Assignment >> The records are given next. Repeat each one exactly.

-.-.-

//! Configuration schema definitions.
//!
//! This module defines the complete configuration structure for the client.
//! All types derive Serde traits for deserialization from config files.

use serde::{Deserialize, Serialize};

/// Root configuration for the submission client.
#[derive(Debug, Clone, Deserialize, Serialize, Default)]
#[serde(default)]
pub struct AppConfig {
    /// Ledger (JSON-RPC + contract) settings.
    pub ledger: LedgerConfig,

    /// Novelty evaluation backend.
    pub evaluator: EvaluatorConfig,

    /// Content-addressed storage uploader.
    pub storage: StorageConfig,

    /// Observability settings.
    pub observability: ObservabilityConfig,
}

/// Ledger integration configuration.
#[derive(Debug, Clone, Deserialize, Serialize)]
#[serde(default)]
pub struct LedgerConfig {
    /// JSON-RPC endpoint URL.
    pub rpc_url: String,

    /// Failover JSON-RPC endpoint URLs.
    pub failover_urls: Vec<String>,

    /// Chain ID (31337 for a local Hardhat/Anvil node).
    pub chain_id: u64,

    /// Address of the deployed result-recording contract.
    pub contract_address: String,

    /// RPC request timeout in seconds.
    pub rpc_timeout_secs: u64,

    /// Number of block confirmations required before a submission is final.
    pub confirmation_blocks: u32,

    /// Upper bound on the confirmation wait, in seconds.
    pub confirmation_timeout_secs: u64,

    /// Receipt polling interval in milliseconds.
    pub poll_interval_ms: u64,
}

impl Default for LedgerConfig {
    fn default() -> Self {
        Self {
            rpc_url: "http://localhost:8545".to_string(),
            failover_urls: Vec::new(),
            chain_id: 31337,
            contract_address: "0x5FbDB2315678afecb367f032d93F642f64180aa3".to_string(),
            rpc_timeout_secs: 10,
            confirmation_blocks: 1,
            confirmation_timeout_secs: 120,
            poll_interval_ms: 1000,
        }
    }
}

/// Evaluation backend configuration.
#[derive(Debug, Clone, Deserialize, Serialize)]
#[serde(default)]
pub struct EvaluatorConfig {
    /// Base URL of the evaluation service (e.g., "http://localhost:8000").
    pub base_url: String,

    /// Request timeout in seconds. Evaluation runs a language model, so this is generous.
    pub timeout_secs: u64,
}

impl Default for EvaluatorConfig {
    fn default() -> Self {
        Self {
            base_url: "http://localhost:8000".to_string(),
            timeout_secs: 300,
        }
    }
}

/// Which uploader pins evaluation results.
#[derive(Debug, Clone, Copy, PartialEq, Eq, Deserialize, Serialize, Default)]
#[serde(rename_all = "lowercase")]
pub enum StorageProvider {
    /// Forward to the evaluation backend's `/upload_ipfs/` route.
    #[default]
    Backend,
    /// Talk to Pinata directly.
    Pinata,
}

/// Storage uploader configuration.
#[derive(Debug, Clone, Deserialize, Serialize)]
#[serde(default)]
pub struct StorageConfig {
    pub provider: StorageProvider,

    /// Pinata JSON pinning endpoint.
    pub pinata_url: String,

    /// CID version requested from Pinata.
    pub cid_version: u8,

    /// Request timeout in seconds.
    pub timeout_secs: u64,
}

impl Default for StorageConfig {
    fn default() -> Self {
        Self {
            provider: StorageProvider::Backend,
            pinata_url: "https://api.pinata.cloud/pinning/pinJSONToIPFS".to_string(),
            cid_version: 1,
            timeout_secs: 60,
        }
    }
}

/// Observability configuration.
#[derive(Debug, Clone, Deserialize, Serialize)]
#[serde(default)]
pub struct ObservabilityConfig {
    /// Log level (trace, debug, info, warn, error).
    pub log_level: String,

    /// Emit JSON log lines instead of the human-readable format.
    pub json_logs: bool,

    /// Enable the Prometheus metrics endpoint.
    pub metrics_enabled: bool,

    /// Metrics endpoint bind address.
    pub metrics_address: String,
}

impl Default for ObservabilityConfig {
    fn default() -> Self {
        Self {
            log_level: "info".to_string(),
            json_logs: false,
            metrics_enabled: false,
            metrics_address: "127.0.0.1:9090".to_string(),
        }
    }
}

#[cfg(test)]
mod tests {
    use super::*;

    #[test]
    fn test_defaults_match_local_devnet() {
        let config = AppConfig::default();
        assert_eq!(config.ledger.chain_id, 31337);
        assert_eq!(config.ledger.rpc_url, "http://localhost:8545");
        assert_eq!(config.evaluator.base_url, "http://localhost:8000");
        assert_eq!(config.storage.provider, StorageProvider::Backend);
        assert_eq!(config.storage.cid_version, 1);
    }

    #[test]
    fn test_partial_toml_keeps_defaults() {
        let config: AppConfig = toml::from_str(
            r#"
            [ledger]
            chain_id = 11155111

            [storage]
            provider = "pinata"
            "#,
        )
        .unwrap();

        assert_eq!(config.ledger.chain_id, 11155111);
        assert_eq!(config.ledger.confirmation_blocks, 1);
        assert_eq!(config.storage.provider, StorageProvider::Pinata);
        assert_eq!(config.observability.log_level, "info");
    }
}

-.-.-

Task output >>
//! Configuration schema definitions.
//!
//! This module defines the complete configuration structure for the client.
//! All types derive Serde traits for deserialization from config files.

use serde::{Deserialize, Serialize};

/// Root configuration for the submission client.
#[derive(Debug, Clone, Deserialize, Serialize, Default)]
#[serde(default)]
pub struct AppConfig {
    /// Ledger (JSON-RPC + contract) settings.
    pub ledger: LedgerConfig,

    /// Novelty evaluation backend.
    pub evaluator: EvaluatorConfig,

    /// Content-addressed storage uploader.
    pub storage: StorageConfig,

    /// Observability settings.
    pub observability: ObservabilityConfig,
}

/// Ledger integration configuration.
#[derive(Debug, Clone, Deserialize, Serialize)]
#[serde(default)]
pub struct LedgerConfig {
    /// JSON-RPC endpoint URL.
    pub rpc_url: String,

    /// Failover JSON-RPC endpoint URLs.
    pub failover_urls: Vec<String>,

    /// Chain ID (31337 for a local Hardhat/Anvil node).
    pub chain_id: u64,

    /// Address of the deployed result-recording contract.
    pub contract_address: String,

    /// RPC request timeout in seconds.
    pub rpc_timeout_secs: u64,

    /// Number of block confirmations required before a submission is final.
    pub confirmation_blocks: u32,

    /// Upper bound on the confirmation wait, in seconds.
    pub confirmation_timeout_secs: u64,

    /// Receipt polling interval in milliseconds.
    pub poll_interval_ms: u64,
}

impl Default for LedgerConfig {
    fn default() -> Self {
        Self {
            rpc_url: "http://localhost:8545".to_string(),
            failover_urls: Vec::new(),
            chain_id: 31337,
            contract_address: "0x5FbDB2315678afecb367f032d93F642f64180aa3".to_string(),
            rpc_timeout_secs: 10,
            confirmation_blocks: 1,
            confirmation_timeout_secs: 120,
            poll_interval_ms: 1000,
        }
    }
}

/// Evaluation backend configuration.
#[derive(Debug, Clone, Deserialize, Serialize)]
#[serde(default)]
pub struct EvaluatorConfig {
    /// Base URL of the evaluation service (e.g., "http://localhost:8000").
    pub base_url: String,

    /// Request timeout in seconds. Evaluation runs a language model, so this is generous.
    pub timeout_secs: u64,
}

impl Default for EvaluatorConfig {
    fn default() -> Self {
        Self {
            base_url: "http://localhost:8000".to_string(),
            timeout_secs: 300,
        }
    }
}

/// Which uploader pins evaluation results.
#[derive(Debug, Clone, Copy, PartialEq, Eq, Deserialize, Serialize, Default)]
#[serde(rename_all = "lowercase")]
pub enum StorageProvider {
    /// Forward to the evaluation backend's `/upload_ipfs/` route.
    #[default]
    Backend,
    /// Talk to Pinata directly.
    Pinata,
}

/// Storage uploader configuration.
#[derive(Debug, Clone, Deserialize, Serialize)]
#[serde(default)]
pub struct StorageConfig {
    pub provider: StorageProvider,

    /// Pinata JSON pinning endpoint.
    pub pinata_url: String,

    /// CID version requested from Pinata.
    pub cid_version: u8,

    /// Request timeout in seconds.
    pub timeout_secs: u64,
}

impl Default for StorageConfig {
    fn default() -> Self {
        Self {
            provider: StorageProvider::Backend,
            pinata_url: "https://api.pinata.cloud/pinning/pinJSONToIPFS".to_string(),
            cid_version: 1,
            timeout_secs: 60,
        }
    }
}

/// Observability configuration.
#[derive(Debug, Clone, Deserialize, Serialize)]
#[serde(default)]
pub struct ObservabilityConfig {
    /// Log level (trace, debug, info, warn, error).
    pub log_level: String,

    /// Emit JSON log lines instead of the human-readable format.
    pub json_logs: bool,

    /// Enable the Prometheus metrics endpoint.
    pub metrics_enabled: bool,

    /// Metrics endpoint bind address.
    pub metrics_address: String,
}

impl Default for ObservabilityConfig {
    fn default() -> Self {
        Self {
            log_level: "info".to_string(),
            json_logs: false,
            metrics_enabled: false,
            metrics_address: "127.0.0.1:9090".to_string(),
        }
    }
}

#[cfg(test)]
mod tests {
    use super::*;

    #[test]
    fn test_defaults_match_local_devnet() {
        let config = AppConfig::default();
        assert_eq!(config.ledger.chain_id, 31337);
        assert_eq!(config.ledger.rpc_url, "http://localhost:8545");
        assert_eq!(config.evaluator.base_url, "http://localhost:8000");
        assert_eq!(config.storage.provider, StorageProvider::Backend);
        assert_eq!(config.storage.cid_version, 1);
    }

    #[test]
    fn test_partial_toml_keeps_defaults() {
        let config: AppConfig = toml::from_str(
            r#"
            [ledger]
            chain_id = 11155111

            [storage]
            provider = "pinata"
            "#,
        )
        .unwrap();

        assert_eq!(config.ledger.chain_id, 11155111);
        assert_eq!(config.ledger.confirmation_blocks, 1);
        assert_eq!(config.storage.provider, StorageProvider::Pinata);
        assert_eq!(config.observability.log_level, "info");
    }
}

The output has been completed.